Figures 8A-8C show external views of the sample preparation cartridge as the buffer pack is driven. In fig. 8A and 8B, the cartridge is in a pre-activation stage, i.e. the lid is in the first position, when the drive member 401 is not applying downward pressure to the buffer package 100. Although not necessary, in some cases, a guide member 304 is provided on the upper surface of the seal plate around the first opening in the seal plate, below which the buffer bag 100 is located. The drive member may be insertable into the guide member when the cover is in the first position. The cap is secured in the first position by means of the cap center post 403 and components on the seal plate shaft 303. These components have been described in the previous section and may include protrusions on the post that mate with indentations on the inner surface of the shaft. The shaft may extend above the upper surface of the seal plate to provide a guide member 303a for insertion of the post 403. Fig. 8A also shows sample inlet 306 that may be used to introduce a sample into chamber 503 prior to buffer pack actuation by applying a downward force to cover 400.
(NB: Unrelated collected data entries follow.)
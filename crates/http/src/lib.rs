//! Signalement HTTP client
//!
//! Request core, error normalization, the refresh-and-retry session client
//! and the typed endpoint services of the signalement admin API.

#[macro_use]
extern crate tracing;

pub mod client;
pub mod routes;
pub mod types;
pub mod view;

pub use client::error::{ApiError, ErrorCategory, ErrorType, IntoApiError, normalize};
pub use client::interceptor::{EndReason, NoopListener, SessionClient, SessionEnded, SessionListener};
pub use client::service::{ErrorKind, ServiceError, TypedService, make_service};
pub use client::{ApiClient, ApiClientBuilder, ApiRequest, MultipartForm, RequestBody};
pub use view::{DetailLoader, LoadOutcome, ViewState};
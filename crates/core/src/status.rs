//! Incident lifecycle vocabulary and the status transition policy

use crate::error::CoreError;
use once_cell::sync::Lazy;
use serde::{Deserialize, Serialize};
use std::collections::BTreeMap;
use std::fmt;
use std::str::FromStr;

/// Minimum number of characters a status-change justification must contain
pub const MIN_JUSTIFICATION_LEN: usize = 10;

/// Lifecycle status of a signalement
#[derive(Debug, Clone, Copy, PartialEq, Eq, PartialOrd, Ord, Hash, Serialize, Deserialize)]
pub enum IncidentStatus {
    #[serde(rename = "soumis")]
    Submitted,
    #[serde(rename = "en traitement")]
    InProgress,
    #[serde(rename = "clôturé")]
    Closed,
    #[serde(rename = "non pris en charge")]
    NotHandled,
}

impl IncidentStatus {
    pub const ALL: [Self; 4] = [
        Self::Submitted,
        Self::InProgress,
        Self::Closed,
        Self::NotHandled,
    ];

    /// Value used on the wire
    pub const fn as_str(self) -> &'static str {
        match self {
            Self::Submitted => "soumis",
            Self::InProgress => "en traitement",
            Self::Closed => "clôturé",
            Self::NotHandled => "non pris en charge",
        }
    }

    /// Human readable label
    pub const fn label(self) -> &'static str {
        match self {
            Self::Submitted => "Soumis",
            Self::InProgress => "En traitement",
            Self::Closed => "Clôturé",
            Self::NotHandled => "Non pris en charge",
        }
    }

    /// Statuses reachable from this one
    pub fn allowed_next(self) -> &'static [Self] {
        TRANSITIONS.allowed_next(self)
    }

    pub fn can_transition_to(self, next: Self) -> bool {
        self.allowed_next().contains(&next)
    }
}

impl fmt::Display for IncidentStatus {
    fn fmt(&self, f: &mut fmt::Formatter<'_>) -> fmt::Result {
        f.write_str(self.as_str())
    }
}

impl FromStr for IncidentStatus {
    type Err = CoreError;

    /// Accepts the wire value or the upper-case variant name (`IN_PROGRESS`)
    fn from_str(s: &str) -> Result<Self, Self::Err> {
        let trimmed = s.trim();
        Self::ALL
            .into_iter()
            .find(|status| status.as_str() == trimmed)
            .or_else(|| match trimmed.to_ascii_uppercase().as_str() {
                "SUBMITTED" => Some(Self::Submitted),
                "IN_PROGRESS" => Some(Self::InProgress),
                "CLOSED" => Some(Self::Closed),
                "NOT_HANDLED" => Some(Self::NotHandled),
                _ => None,
            })
            .ok_or_else(|| CoreError::unknown_variant("incident status", s))
    }
}

/// Immutable mapping from a status to the statuses it may move to
#[derive(Debug, Clone)]
pub struct StatusTransitionTable {
    transitions: BTreeMap<IncidentStatus, Vec<IncidentStatus>>,
}

/// Process-wide transition table, built on first use
pub static TRANSITIONS: Lazy<StatusTransitionTable> = Lazy::new(StatusTransitionTable::standard);

impl StatusTransitionTable {
    /// The lifecycle enforced by the platform
    pub fn standard() -> Self {
        use IncidentStatus::{Closed, InProgress, NotHandled, Submitted};

        let transitions = BTreeMap::from([
            (Submitted, vec![InProgress, Closed, NotHandled]),
            (InProgress, vec![Closed, NotHandled]),
            (Closed, vec![InProgress]),
            (NotHandled, vec![InProgress]),
        ]);
        Self { transitions }
    }

    pub fn allowed_next(&self, current: IncidentStatus) -> &[IncidentStatus] {
        self.transitions
            .get(&current)
            .map(Vec::as_slice)
            .unwrap_or_default()
    }

    /// Lookup by raw wire value. Unrecognized values yield an empty set.
    pub fn allowed_next_for(&self, raw: &str) -> &[IncidentStatus] {
        match raw.parse::<IncidentStatus>() {
            Ok(status) => self.allowed_next(status),
            Err(_) => {
                warn!(status = raw, "Unrecognized incident status");
                &[]
            }
        }
    }
}

/// Statuses selectable from `current`
pub fn allowed_next_statuses(current: IncidentStatus) -> &'static [IncidentStatus] {
    TRANSITIONS.allowed_next(current)
}

/// Reason a status change was refused before reaching the backend
#[derive(Debug, Clone, PartialEq, Eq, thiserror::Error)]
pub enum TransitionError {
    #[error("Le nouveau statut est identique au statut actuel ({status})")]
    NoChange { status: IncidentStatus },

    #[error("La transition de « {from} » vers « {to} » n'est pas autorisée")]
    NotAllowed {
        from: IncidentStatus,
        to: IncidentStatus,
    },

    #[error("Le commentaire doit contenir au moins {min} caractères")]
    JustificationTooShort { min: usize, actual: usize },
}

impl TransitionError {
    /// Backend error tag this rejection corresponds to
    pub const fn error_tag(&self) -> &'static str {
        match self {
            Self::NoChange { .. } => "NO_STATUS_CHANGE",
            Self::NotAllowed { .. } => "INVALID_STATUS_TRANSITION",
            Self::JustificationTooShort { .. } => "VALIDATION_ERROR",
        }
    }

    /// Form field and message for inline feedback
    pub fn field_error(&self) -> Option<(&'static str, String)> {
        match self {
            Self::JustificationTooShort { min, .. } => Some((
                "commentaire",
                format!("Le commentaire est trop court (minimum {min} caractères)"),
            )),
            Self::NotAllowed { .. } | Self::NoChange { .. } => {
                Some(("statut", self.to_string()))
            }
        }
    }
}

/// A status change that passed the client-side guard
#[derive(Debug, Clone, PartialEq, Eq)]
pub struct StatusChange {
    pub next: IncidentStatus,
    pub justification: String,
}

impl StatusChange {
    /// Check the transition table and the justification length
    pub fn validate(
        current: IncidentStatus,
        next: IncidentStatus,
        justification: &str,
    ) -> Result<Self, TransitionError> {
        if current == next {
            return Err(TransitionError::NoChange { status: current });
        }
        if !current.can_transition_to(next) {
            return Err(TransitionError::NotAllowed {
                from: current,
                to: next,
            });
        }

        let justification = justification.trim();
        let actual = justification.chars().count();
        if actual < MIN_JUSTIFICATION_LEN {
            return Err(TransitionError::JustificationTooShort {
                min: MIN_JUSTIFICATION_LEN,
                actual,
            });
        }

        Ok(Self {
            next,
            justification: justification.to_string(),
        })
    }
}

/// Severity classification, orthogonal to the lifecycle status
#[derive(Debug, Clone, Copy, PartialEq, Eq, Hash, Serialize, Deserialize)]
#[serde(rename_all = "lowercase")]
pub enum PriorityLevel {
    Normal,
    Important,
    Urgent,
    Critique,
}

impl PriorityLevel {
    pub const ALL: [Self; 4] = [Self::Normal, Self::Important, Self::Urgent, Self::Critique];

    pub const fn as_str(self) -> &'static str {
        match self {
            Self::Normal => "normal",
            Self::Important => "important",
            Self::Urgent => "urgent",
            Self::Critique => "critique",
        }
    }

    pub const fn label(self) -> &'static str {
        match self {
            Self::Normal => "Normal",
            Self::Important => "Important",
            Self::Urgent => "Urgent",
            Self::Critique => "Critique",
        }
    }
}

impl fmt::Display for PriorityLevel {
    fn fmt(&self, f: &mut fmt::Formatter<'_>) -> fmt::Result {
        f.write_str(self.as_str())
    }
}

impl FromStr for PriorityLevel {
    type Err = CoreError;

    fn from_str(s: &str) -> Result<Self, Self::Err> {
        let lowered = s.trim().to_lowercase();
        Self::ALL
            .into_iter()
            .find(|level| level.as_str() == lowered)
            .ok_or_else(|| CoreError::unknown_variant("priority level", s))
    }
}

/// Incident categories offered by the reporting form
#[derive(Debug, Clone, Copy, PartialEq, Eq, Hash, Serialize, Deserialize)]
pub enum IncidentType {
    #[serde(rename = "Arnaque en ligne")]
    OnlineScam,
    #[serde(rename = "Harcèlement")]
    Harassment,
    #[serde(rename = "Vol d'identité")]
    IdentityTheft,
    #[serde(rename = "Phishing")]
    Phishing,
    #[serde(rename = "Diffusion de contenu illégal")]
    IllegalContent,
    #[serde(rename = "Piratage de compte")]
    AccountTakeover,
    #[serde(rename = "Autre")]
    Other,
}

impl IncidentType {
    pub const ALL: [Self; 7] = [
        Self::OnlineScam,
        Self::Harassment,
        Self::IdentityTheft,
        Self::Phishing,
        Self::IllegalContent,
        Self::AccountTakeover,
        Self::Other,
    ];

    pub const fn as_str(self) -> &'static str {
        match self {
            Self::OnlineScam => "Arnaque en ligne",
            Self::Harassment => "Harcèlement",
            Self::IdentityTheft => "Vol d'identité",
            Self::Phishing => "Phishing",
            Self::IllegalContent => "Diffusion de contenu illégal",
            Self::AccountTakeover => "Piratage de compte",
            Self::Other => "Autre",
        }
    }
}

impl fmt::Display for IncidentType {
    fn fmt(&self, f: &mut fmt::Formatter<'_>) -> fmt::Result {
        f.write_str(self.as_str())
    }
}

impl FromStr for IncidentType {
    type Err = CoreError;

    fn from_str(s: &str) -> Result<Self, Self::Err> {
        let trimmed = s.trim();
        Self::ALL
            .into_iter()
            .find(|kind| kind.as_str().eq_ignore_ascii_case(trimmed))
            .ok_or_else(|| CoreError::unknown_variant("incident type", s))
    }
}

/// Kind of evidence attached to a signalement
#[derive(Debug, Clone, Copy, PartialEq, Eq, Hash, Serialize, Deserialize)]
#[serde(rename_all = "UPPERCASE")]
pub enum ProofType {
    Document,
    Image,
    Video,
    Lien,
}

/// Account role
#[derive(Debug, Clone, Copy, PartialEq, Eq, Hash, Serialize, Deserialize)]
#[serde(rename_all = "lowercase")]
pub enum UserRole {
    Root,
    Admin,
    Citoyen,
}

impl UserRole {
    pub const fn label(self) -> &'static str {
        match self {
            Self::Root => "Super administrateur",
            Self::Admin => "Administrateur",
            Self::Citoyen => "Citoyen",
        }
    }
}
Figures 8C-8D show the cartridge in a post-activation stage, i.e. the lid in a second position in which the drive member has passed through the buffer pack and the buffer has been dispensed. In fig. 8C and 8D, the cover 400 is in the second position in which the cover 400 is not moved downward any more, but surrounds the upper surface of the sealing plate 300. Fig. 8D shows the interior of a cassette 500 comprising two buffer packs 100 and 200. The driving members 401 and 402 of the buffer packs 100 and 200 are located inside the buffer packs at the post-driving stage, respectively. The cover in this example also shows an optional dome member.

The sample preparation cartridge may be provided in an assembled form. Examples of post-assembly cartridges include a cartridge (including a cylindrical structure), a seal plate (including one or more buffer packs), and a lid over the seal plate during the pre-activation stage. Such an assembled cassette is shown in fig. 8A and 8B.

Additional details of the hydraulic connection between the buffer bag and the chamber are shown in FIGS. 13A-13C. A partial view of the first chamber 503, the third chamber 505, the buffer package 100 hydraulically coupled to the first chamber 503, and the buffer package 200 hydraulically coupled to the third chamber 505 is shown. A channel 520 connects the buffer packet 100 to the chamber 503. Channel 530 connects buffer packet 200 with chamber 505. Also shown are spoke-like members 506a-506d, each of which terminates in an upwardly directed sharp end forming a piercing member. Channels 520 and 530 may be located in the bottom end of the cassette. In some cases, the side walls of the channel may be formed by the bottom end of the box, while the top and bottom walls of the channel are formed by films (e.g., adhesive films) adhered to the top and bottom surfaces of the bottom end of the box. In another case, the channel may be formed entirely inside the bottom end of the cylinder.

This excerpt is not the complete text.